• Task description
Wherever the word "enumeration" turns up in a line of the entries, copy that line.

[Dataset entries]
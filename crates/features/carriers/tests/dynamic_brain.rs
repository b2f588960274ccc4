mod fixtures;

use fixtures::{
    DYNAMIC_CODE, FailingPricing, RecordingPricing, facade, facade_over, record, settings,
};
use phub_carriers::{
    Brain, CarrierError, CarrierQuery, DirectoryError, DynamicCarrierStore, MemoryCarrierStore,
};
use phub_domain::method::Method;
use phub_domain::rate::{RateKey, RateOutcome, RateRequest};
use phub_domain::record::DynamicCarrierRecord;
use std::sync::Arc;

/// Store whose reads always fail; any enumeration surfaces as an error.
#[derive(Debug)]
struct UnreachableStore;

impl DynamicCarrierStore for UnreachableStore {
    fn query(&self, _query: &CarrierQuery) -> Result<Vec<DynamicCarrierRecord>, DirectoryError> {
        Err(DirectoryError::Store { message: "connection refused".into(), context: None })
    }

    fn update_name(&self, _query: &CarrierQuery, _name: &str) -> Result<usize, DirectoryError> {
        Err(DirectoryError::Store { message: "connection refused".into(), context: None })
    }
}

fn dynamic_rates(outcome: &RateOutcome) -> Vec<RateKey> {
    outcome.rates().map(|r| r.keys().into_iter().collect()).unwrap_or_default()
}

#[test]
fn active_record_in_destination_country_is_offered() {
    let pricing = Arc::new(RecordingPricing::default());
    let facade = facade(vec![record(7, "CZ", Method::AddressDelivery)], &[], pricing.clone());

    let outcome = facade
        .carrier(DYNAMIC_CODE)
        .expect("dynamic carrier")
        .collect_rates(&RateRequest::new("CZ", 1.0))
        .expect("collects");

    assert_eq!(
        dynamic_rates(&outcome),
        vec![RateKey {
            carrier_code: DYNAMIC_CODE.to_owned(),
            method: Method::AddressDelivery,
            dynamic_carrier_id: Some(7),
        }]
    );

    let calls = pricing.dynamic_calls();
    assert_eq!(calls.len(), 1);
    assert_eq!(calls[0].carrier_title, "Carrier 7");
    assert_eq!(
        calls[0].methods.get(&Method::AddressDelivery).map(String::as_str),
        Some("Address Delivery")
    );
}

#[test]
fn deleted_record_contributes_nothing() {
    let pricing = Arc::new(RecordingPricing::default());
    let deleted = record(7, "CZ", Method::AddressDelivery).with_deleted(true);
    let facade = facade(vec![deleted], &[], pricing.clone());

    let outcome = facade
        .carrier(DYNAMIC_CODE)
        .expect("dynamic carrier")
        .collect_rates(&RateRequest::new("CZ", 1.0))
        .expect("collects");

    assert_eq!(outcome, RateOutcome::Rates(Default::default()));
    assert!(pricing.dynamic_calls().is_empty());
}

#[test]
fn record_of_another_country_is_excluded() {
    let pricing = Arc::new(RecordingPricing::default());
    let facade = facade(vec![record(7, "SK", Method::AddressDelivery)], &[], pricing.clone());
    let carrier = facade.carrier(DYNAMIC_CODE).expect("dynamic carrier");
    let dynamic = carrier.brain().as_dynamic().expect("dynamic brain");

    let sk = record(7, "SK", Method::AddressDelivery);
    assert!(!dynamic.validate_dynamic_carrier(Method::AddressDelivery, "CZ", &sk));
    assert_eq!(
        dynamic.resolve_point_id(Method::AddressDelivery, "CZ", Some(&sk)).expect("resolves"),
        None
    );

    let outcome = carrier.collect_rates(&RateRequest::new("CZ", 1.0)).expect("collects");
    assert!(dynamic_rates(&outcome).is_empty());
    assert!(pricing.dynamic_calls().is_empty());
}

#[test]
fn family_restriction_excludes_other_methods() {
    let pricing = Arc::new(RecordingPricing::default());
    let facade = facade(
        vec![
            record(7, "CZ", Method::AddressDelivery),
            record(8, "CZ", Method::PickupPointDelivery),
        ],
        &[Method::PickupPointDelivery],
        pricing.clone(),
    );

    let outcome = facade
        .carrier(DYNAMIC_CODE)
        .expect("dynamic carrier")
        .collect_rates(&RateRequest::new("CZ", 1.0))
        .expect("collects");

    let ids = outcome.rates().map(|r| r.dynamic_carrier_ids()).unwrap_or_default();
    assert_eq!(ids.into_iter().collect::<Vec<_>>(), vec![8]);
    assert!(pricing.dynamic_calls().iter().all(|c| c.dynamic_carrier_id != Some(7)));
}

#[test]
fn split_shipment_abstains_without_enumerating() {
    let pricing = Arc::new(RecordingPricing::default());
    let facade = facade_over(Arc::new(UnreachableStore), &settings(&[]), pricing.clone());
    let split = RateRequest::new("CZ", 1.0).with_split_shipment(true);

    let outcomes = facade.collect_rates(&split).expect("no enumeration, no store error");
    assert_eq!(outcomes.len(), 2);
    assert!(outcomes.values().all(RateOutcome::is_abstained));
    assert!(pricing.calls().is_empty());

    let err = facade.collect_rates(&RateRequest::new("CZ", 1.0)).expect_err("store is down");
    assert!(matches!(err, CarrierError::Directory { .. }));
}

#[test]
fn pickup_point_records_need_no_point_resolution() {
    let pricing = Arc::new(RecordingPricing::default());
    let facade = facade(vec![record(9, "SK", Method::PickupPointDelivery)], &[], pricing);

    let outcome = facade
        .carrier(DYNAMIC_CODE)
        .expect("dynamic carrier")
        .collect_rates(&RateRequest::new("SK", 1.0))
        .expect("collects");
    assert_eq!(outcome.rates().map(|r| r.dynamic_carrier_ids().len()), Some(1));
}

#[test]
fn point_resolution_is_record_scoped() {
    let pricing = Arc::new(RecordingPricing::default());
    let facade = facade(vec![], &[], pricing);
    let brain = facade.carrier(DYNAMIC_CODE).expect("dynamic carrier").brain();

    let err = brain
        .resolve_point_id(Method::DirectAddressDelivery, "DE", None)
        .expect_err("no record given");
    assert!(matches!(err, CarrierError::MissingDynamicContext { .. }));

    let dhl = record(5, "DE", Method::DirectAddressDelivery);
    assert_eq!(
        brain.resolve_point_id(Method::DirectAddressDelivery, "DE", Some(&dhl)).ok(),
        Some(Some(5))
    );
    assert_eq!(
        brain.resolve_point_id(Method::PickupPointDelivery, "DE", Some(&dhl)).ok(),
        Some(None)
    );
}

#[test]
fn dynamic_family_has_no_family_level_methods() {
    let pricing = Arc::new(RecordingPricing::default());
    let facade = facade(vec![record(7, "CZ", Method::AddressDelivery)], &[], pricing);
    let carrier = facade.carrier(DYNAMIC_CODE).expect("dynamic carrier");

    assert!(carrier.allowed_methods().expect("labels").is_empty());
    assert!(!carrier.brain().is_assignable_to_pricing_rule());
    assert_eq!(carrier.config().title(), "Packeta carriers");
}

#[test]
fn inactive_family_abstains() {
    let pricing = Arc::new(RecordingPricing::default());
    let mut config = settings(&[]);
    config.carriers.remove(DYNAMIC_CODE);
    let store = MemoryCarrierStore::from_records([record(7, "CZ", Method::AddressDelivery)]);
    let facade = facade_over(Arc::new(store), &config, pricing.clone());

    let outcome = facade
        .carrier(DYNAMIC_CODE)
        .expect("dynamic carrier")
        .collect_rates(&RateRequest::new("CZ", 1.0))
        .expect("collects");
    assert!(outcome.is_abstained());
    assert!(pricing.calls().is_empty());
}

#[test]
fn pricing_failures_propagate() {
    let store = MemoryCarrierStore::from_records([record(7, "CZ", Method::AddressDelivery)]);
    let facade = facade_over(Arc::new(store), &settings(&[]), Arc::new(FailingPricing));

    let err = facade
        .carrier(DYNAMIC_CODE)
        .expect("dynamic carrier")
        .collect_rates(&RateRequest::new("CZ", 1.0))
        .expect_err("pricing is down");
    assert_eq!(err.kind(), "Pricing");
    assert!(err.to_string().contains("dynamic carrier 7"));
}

• Output of the task
/// Store whose reads always fail; any enumeration surfaces as an error.
    let outcomes = facade.collect_rates(&split).expect("no enumeration, no store error");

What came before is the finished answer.